## PROBLEM DESCRIPTION
Before answering, work out how many lines below contain the string "HashSet"; the reply is that number alone.

RECORD EXCERPTS START

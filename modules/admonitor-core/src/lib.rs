pub mod classify;
pub mod config;
pub mod domains;
pub mod pipeline;
pub mod traits;
pub mod types;

pub use classify::{build_classifier, AdsLibraryClassifier, HeuristicClassifier};
pub use config::{ClassifierKind, Config, ConfigError};
pub use domains::{extract_domain, query_domain, PlatformFilter};
pub use pipeline::{filter_hits, FilterOutcome, Pipeline, PipelineOutput};
pub use traits::{AdClassifier, ScanSearch};
pub use types::{AdStatus, Candidate, Classification, Indicator, SiteResult};
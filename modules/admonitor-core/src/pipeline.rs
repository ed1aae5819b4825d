//! Discovery pipeline: one scan-index query, deduplication and filtering
//! into candidates, then paced classification of each candidate.

use std::collections::HashSet;
use std::sync::Arc;
use std::time::Duration;

use urlscan_client::SearchHit;

use crate::domains::{extract_domain, query_domain, PlatformFilter};
use crate::traits::{AdClassifier, ScanSearch};
use crate::types::{Candidate, Classification, SiteResult};

/// Maximum candidates returned per page. Scanning stops once this many hits
/// are accepted; the next page comes from a fresh cursor-driven query, not
/// from the remainder of this batch.
pub const PAGE_LIMIT: usize = 15;

/// Records requested from the scan index per page.
const FETCH_SIZE: usize = 50;

/// Pause between successive classifier calls. A deliberate serialization
/// point against upstream rate limits.
const CLASSIFY_PACING: Duration = Duration::from_millis(500);

/// Candidates accepted from one hit batch, plus the continuation cursor.
#[derive(Debug, Default)]
pub struct FilterOutcome {
    pub candidates: Vec<Candidate>,
    /// Sort-key components of the last accepted hit, comma-joined. Absent
    /// when nothing was accepted.
    pub next_cursor: Option<String>,
}

/// Single deterministic pass over hits in the order received. A hit is
/// skipped when its domain is empty, already seen, a platform suffix, or
/// contains the query's own domain as a substring (case-insensitive).
///
/// The substring test knowingly over-excludes: a query for `ex.com` also
/// drops `index.com`. Long-standing behavior the dashboard depends on;
/// kept as is.
pub fn filter_hits(hits: &[SearchHit], query: &str, platforms: &PlatformFilter) -> FilterOutcome {
    let excluded = query_domain(query);
    let mut seen: HashSet<String> = HashSet::new();
    let mut candidates = Vec::new();
    let mut last_sort_key = None;

    for hit in hits {
        let domain = extract_domain(&hit.page.url);
        if domain.is_empty() || seen.contains(&domain) || platforms.is_platform(&domain) {
            continue;
        }
        if !excluded.is_empty() && domain.to_lowercase().contains(&excluded) {
            continue;
        }

        seen.insert(domain.clone());
        if let Some(key) = hit.sort_key() {
            last_sort_key = Some(key);
        }
        candidates.push(Candidate::from_hit(domain, hit));

        if candidates.len() >= PAGE_LIMIT {
            break;
        }
    }

    let next_cursor = if candidates.is_empty() {
        None
    } else {
        last_sort_key
    };

    FilterOutcome {
        candidates,
        next_cursor,
    }
}

/// One page of pipeline output.
#[derive(Debug)]
pub struct PipelineOutput {
    pub query: String,
    /// Upstream total reported by the scan index.
    pub total: u64,
    pub results: Vec<SiteResult>,
    pub next_cursor: Option<String>,
    /// Error note from a failed upstream search; results are then empty.
    pub error: Option<String>,
}

impl PipelineOutput {
    pub fn confirmed_count(&self) -> usize {
        self.results
            .iter()
            .filter(|r| r.classification.status.is_confirmed())
            .count()
    }

    pub fn possible_count(&self) -> usize {
        self.results
            .iter()
            .filter(|r| r.classification.status.is_possible())
            .count()
    }
}

pub struct Pipeline {
    search: Arc<dyn ScanSearch>,
    classifier: Arc<dyn AdClassifier>,
    platforms: PlatformFilter,
    pacing: Duration,
}

impl Pipeline {
    pub fn new(
        search: Arc<dyn ScanSearch>,
        classifier: Arc<dyn AdClassifier>,
        platforms: PlatformFilter,
    ) -> Self {
        Self {
            search,
            classifier,
            platforms,
            pacing: CLASSIFY_PACING,
        }
    }

    /// Override the inter-classification pause. Tests pass zero.
    pub fn with_pacing(mut self, pacing: Duration) -> Self {
        self.pacing = pacing;
        self
    }

    /// Run one page of discovery: a single scan-index query, filtering, then
    /// serial classification of each surviving candidate.
    pub async fn run(&self, query: &str, search_after: Option<&str>) -> PipelineOutput {
        let outcome = self
            .search
            .search(query, Some(FETCH_SIZE), search_after)
            .await;
        let FilterOutcome {
            candidates,
            next_cursor,
        } = filter_hits(&outcome.hits, query, &self.platforms);

        tracing::info!(
            query,
            hits = outcome.hits.len(),
            total = outcome.total,
            candidates = candidates.len(),
            "discovery page filtered"
        );

        let count = candidates.len();
        let mut results = Vec::with_capacity(count);
        for (i, candidate) in candidates.into_iter().enumerate() {
            let classification = self.classifier.classify(&candidate.domain).await;
            results.push(SiteResult {
                candidate,
                classification,
            });
            if i + 1 < count && !self.pacing.is_zero() {
                tokio::time::sleep(self.pacing).await;
            }
        }

        PipelineOutput {
            query: query.to_string(),
            total: outcome.total,
            results,
            next_cursor,
            error: outcome.error,
        }
    }

    /// Check a single known domain, bypassing discovery entirely. Input with
    /// a path separator is treated as a URL and run through the extractor;
    /// anything else is taken as a bare domain.
    pub async fn check(&self, raw: &str) -> (String, Classification) {
        let domain = if raw.contains('/') {
            extract_domain(raw)
        } else {
            raw.trim().to_string()
        };
        let classification = self.classifier.classify(&domain).await;
        (domain, classification)
    }
}
use thiserror::Error;

pub type Result<T> = std::result::Result<T, UrlscanError>;

#[derive(Debug, Error)]
pub enum UrlscanError {
    #[error("Network error: {0}")]
    Network(String),

    #[error("API error (status {status}): {message}")]
    Api { status: u16, message: String },

    #[error("Parse error: {0}")]
    Parse(String),
}

impl From<reqwest::Error> for UrlscanError {
    fn from(err: reqwest::Error) -> Self {
        UrlscanError::Network(err.to_string())
    }
}

impl From<serde_json::Error> for UrlscanError {
    fn from(err: serde_json::Error) -> Self {
        UrlscanError::Parse(err.to_string())
    }
}
use std::sync::Arc;

use axum::{
    extract::{Query, State},
    http::StatusCode,
    response::{IntoResponse, Json},
};
use serde::Deserialize;

use admonitor_core::{Classification, PipelineOutput};

use crate::AppState;

#[derive(Deserialize)]
pub struct BuscarQuery {
    q: Option<String>,
    search_after: Option<String>,
}

#[derive(Deserialize)]
pub struct ChecarRequest {
    url: Option<String>,
}

pub async fn home() -> impl IntoResponse {
    Json(serde_json::json!({
        "status": "online",
        "mensagem": "Monitor de anúncios - API rodando!",
        "versao": env!("CARGO_PKG_VERSION"),
    }))
}

pub async fn buscar(
    State(state): State<Arc<AppState>>,
    Query(params): Query<BuscarQuery>,
) -> impl IntoResponse {
    let Some(q) = params.q.filter(|q| !q.trim().is_empty()) else {
        return (
            StatusCode::BAD_REQUEST,
            Json(serde_json::json!({"erro": "parâmetro 'q' é obrigatório"})),
        )
            .into_response();
    };

    let output = state.pipeline.run(&q, params.search_after.as_deref()).await;
    Json(buscar_response(&output)).into_response()
}

pub async fn checar(
    State(state): State<Arc<AppState>>,
    Json(body): Json<ChecarRequest>,
) -> impl IntoResponse {
    let Some(url) = body.url.filter(|u| !u.trim().is_empty()) else {
        return (
            StatusCode::BAD_REQUEST,
            Json(serde_json::json!({"erro": "campo 'url' é obrigatório"})),
        )
            .into_response();
    };

    let (domain, classification) = state.pipeline.check(&url).await;
    Json(checar_response(&domain, &classification)).into_response()
}

/// Shape one discovery page for the dashboard.
fn buscar_response(output: &PipelineOutput) -> serde_json::Value {
    let mut body = serde_json::json!({
        "query": output.query,
        "total": output.total,
        "retornados": output.results.len(),
        "total_anunciando": output.confirmed_count(),
        "total_possivel": output.possible_count(),
        "resultados": output.results,
        "search_after": output.next_cursor,
    });
    if let Some(ref error) = output.error {
        body["erro"] = serde_json::json!(error);
    }
    body
}

/// Merge the resolved domain with the classification fields into one flat
/// object, as the dashboard expects.
fn checar_response(domain: &str, classification: &Classification) -> serde_json::Value {
    let mut body = serde_json::to_value(classification)
        .unwrap_or_else(|_| serde_json::json!({}));
    body["dominio"] = serde_json::json!(domain);
    body
}

#[cfg(test)]
mod tests {
    use super::*;
    use admonitor_core::{AdStatus, Indicator};

    fn output_with(results: Vec<admonitor_core::SiteResult>) -> PipelineOutput {
        PipelineOutput {
            query: "page.domain:example.test".to_string(),
            total: 42,
            results,
            next_cursor: Some("100,abc".to_string()),
            error: None,
        }
    }

    #[test]
    fn buscar_response_includes_counts_and_cursor() {
        let body = buscar_response(&output_with(Vec::new()));
        assert_eq!(body["query"], serde_json::json!("page.domain:example.test"));
        assert_eq!(body["total"], serde_json::json!(42));
        assert_eq!(body["retornados"], serde_json::json!(0));
        assert_eq!(body["total_anunciando"], serde_json::json!(0));
        assert_eq!(body["total_possivel"], serde_json::json!(0));
        assert_eq!(body["search_after"], serde_json::json!("100,abc"));
        assert!(body.get("erro").is_none());
    }

    #[test]
    fn buscar_response_carries_upstream_error_note() {
        let mut output = output_with(Vec::new());
        output.error = Some("Network error: timeout".to_string());
        output.next_cursor = None;
        let body = buscar_response(&output);
        assert_eq!(body["erro"], serde_json::json!("Network error: timeout"));
        assert_eq!(body["search_after"], serde_json::Value::Null);
    }

    #[test]
    fn checar_response_merges_domain_and_verdict() {
        let classification = Classification {
            status: AdStatus::Confirmed,
            indicator: Some(Indicator::ClickId),
            ..Classification::default()
        };
        let body = checar_response("acme.test", &classification);
        assert_eq!(body["dominio"], serde_json::json!("acme.test"));
        assert_eq!(body["anunciando"], serde_json::json!(true));
        assert_eq!(body["indicador"], serde_json::json!("click-id"));
    }

    #[test]
    fn checar_response_null_verdict_for_possible() {
        let classification = Classification {
            status: AdStatus::Possible,
            indicator: Some(Indicator::CampaignGeneric),
            ..Classification::default()
        };
        let body = checar_response("acme.test", &classification);
        assert_eq!(body["anunciando"], serde_json::Value::Null);
    }
}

RECORD EXCERPTS END

## SOLVED EXERCISE
2